The term semiconductor refers to a material that exhibits some level of conductance ability and acts as a mediator between both conductors and insulators; its conductivity is between that of a conductor and an insulator. This implies that there is definitely a relation between conduction properties of semiconductors. Let us explore it.
Band Structure
In semiconductors the forbidden gap between the conduction band and the valence band is small. At OK, the valence band is completely filled and the conduction band may be empty. But when a small amount of energy is applied, the electrons easily moves to the conduction band. Under normal circumstances silicon act as a poor conductor. Each silicon atom is bonded to 4 other silicon atoms. The bonds between these atoms are co valent bonds where the electrons are in fixed positons. So at OK, the electrons does not move within the lattice structure.
Conductivity
Through measurement of the conductivity of the material, we get a rough idea of how much the material can conduct electricity through it. Electrical conductivity largely depends upon the amount of the electrons available for conduction. Importance of conductivity is very much in many engineering applications such as medical electronics.

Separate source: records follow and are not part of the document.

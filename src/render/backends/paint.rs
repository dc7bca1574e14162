//! `tiny-skia` drawing shared by the pixmap based backends.
//!
//! The software backend draws its own pixmap textures with these functions; the headless
//! backend wraps device texels in a pixmap first. Both end up with the same sampling,
//! blending and clipping.

use tiny_skia::{FillRule, FilterQuality, Mask, Paint, PathBuilder, Pattern, Pixmap, PixmapRef, SpreadMode};

use crate::render::target::DrawState;
use crate::render::types::{Color, Rect};

pub(crate) fn clear(pixmap: &mut Pixmap, color: Color) {
    if let Some(color) = tiny_skia::Color::from_rgba(color.r, color.g, color.b, color.a) {
        pixmap.fill(color);
    }
}

/// Mask for the clip rectangle, `None` when the clip covers the whole pixmap.
fn clip_mask(pixmap: &Pixmap, clip: &Rect) -> Option<Mask> {
    let (width, height) = (pixmap.width(), pixmap.height());
    if clip.left <= 0.0 && clip.top <= 0.0 && clip.right() >= width as f32 && clip.bottom() >= height as f32 {
        return None;
    }

    let mut mask = Mask::new(width, height)?;
    let rect = tiny_skia::Rect::from_xywh(clip.left, clip.top, clip.width, clip.height)?;
    mask.fill_path(&PathBuilder::from_rect(rect), FillRule::Winding, false, tiny_skia::Transform::identity());
    Some(mask)
}

/// Copy of `pixmap` with its color channels multiplied by the tint color.
fn tinted(pixmap: PixmapRef<'_>, tint: Color) -> Pixmap {
    let mut out = pixmap.to_owned();
    for px in out.pixels_mut() {
        let scale = |c: u8, t: f32| (c as f32 * t.clamp(0.0, 1.0)).round() as u8;
        if let Some(c) = tiny_skia::PremultipliedColorU8::from_rgba(
            scale(px.red(), tint.r),
            scale(px.green(), tint.g),
            scale(px.blue(), tint.b),
            px.alpha(),
        ) {
            *px = c;
        }
    }
    out
}

pub(crate) fn fill_rect(pixmap: &mut Pixmap, state: &DrawState, rect: Rect, color: Color) {
    let Some(ts_rect) = tiny_skia::Rect::from_xywh(rect.left, rect.top, rect.width, rect.height) else {
        return;
    };
    let Some(ts_color) = tiny_skia::Color::from_rgba(color.r, color.g, color.b, color.a) else {
        return;
    };

    let mut paint = Paint::default();
    paint.set_color(ts_color);
    let mask = clip_mask(pixmap, &state.clip);
    pixmap.fill_rect(ts_rect, &paint, state.transform.to_tiny_skia(), mask.as_ref());
}

/// Draws the `src` part of `source` stretched over `dst`. `src` must lie inside
/// `source`; pixels just outside it are padded from its edge.
pub(crate) fn draw_pixmap(
    pixmap: &mut Pixmap,
    state: &DrawState,
    source: PixmapRef<'_>,
    smooth: bool,
    src: Rect,
    dst: Rect,
    tint: Color,
) {
    let Some(ts_rect) = tiny_skia::Rect::from_xywh(dst.left, dst.top, dst.width, dst.height) else {
        return;
    };

    let tinted_pixmap = (!tint.is_white()).then(|| tinted(source, tint));
    let source = tinted_pixmap.as_ref().map(Pixmap::as_ref).unwrap_or(source);

    let quality = if smooth { FilterQuality::Bilinear } else { FilterQuality::Nearest };
    let pattern_transform = tiny_skia::Transform::from_translate(dst.left, dst.top)
        .pre_scale(dst.width / src.width, dst.height / src.height)
        .pre_translate(-src.left, -src.top);

    let mut paint = Paint::default();
    paint.shader = Pattern::new(source, SpreadMode::Pad, quality, tint.a.clamp(0.0, 1.0), pattern_transform);

    let mask = clip_mask(pixmap, &state.clip);
    pixmap.fill_rect(ts_rect, &paint, state.transform.to_tiny_skia(), mask.as_ref());
}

Variation in Semiconductors
In the case of semiconductor materials, conductivity increases with temperature; that is, increase in conduction current with rise in temperature takes place owing to the increase in broken covalent bonds, which results in an increased number of charge carriers for the current to flow. Thus, more electrons from the Valence Band cross over to the Conduction Band as the temperature rises. The conductivity of semiconductors is reversible to that of metals.
Electrical Resistivity
Specific electrical resistance or volume resistivity is the generic term used to refer to resistivity. It defines the intrinsic property of a material with the ability to oppose the flow of current. Another possible definition is the resistance of a conductor with unit length and unit cross-sectional area. Hence, resistivity does not depend on the length and the area of cross section of the material; it depends only on the length and area of cross section of the material to determine its resistance. The resistivity may be expressed as p = R A/L, where R is resistance in ohms, A is area of cross section in square meters and L is length in meters. The unit for resistivity is ohm meter.
Variation in Semiconductors
When the temperature is increased, the forbidden gap between both bands decreases and the electrons transfer from the valence band to the conduction band. So, many electrons are free to move through the structures from the covalent bonds in between Si atoms. This will increase the conductivity of the material. Thus, with the increase in temperature in a semiconductor, the charge carrier density also increases and results in the decrease in resistivity. It is said that the semiconductors are having negative temperature co-efficient. Thus, the temperature co-efficient of resistivity, a, is negative. The graph is thus non-linear over a wide range.
The conduction properties of Semiconductors help serve them for such electronic devices as LEDs, solar cell, etc. Life would be complicated and diverse without these semiconductors. Semiconductor materials are mainly because of their moderately controllable conductance that can be changed by doping. Semiconductors have their unique qualities, which favor making numerous devices from them.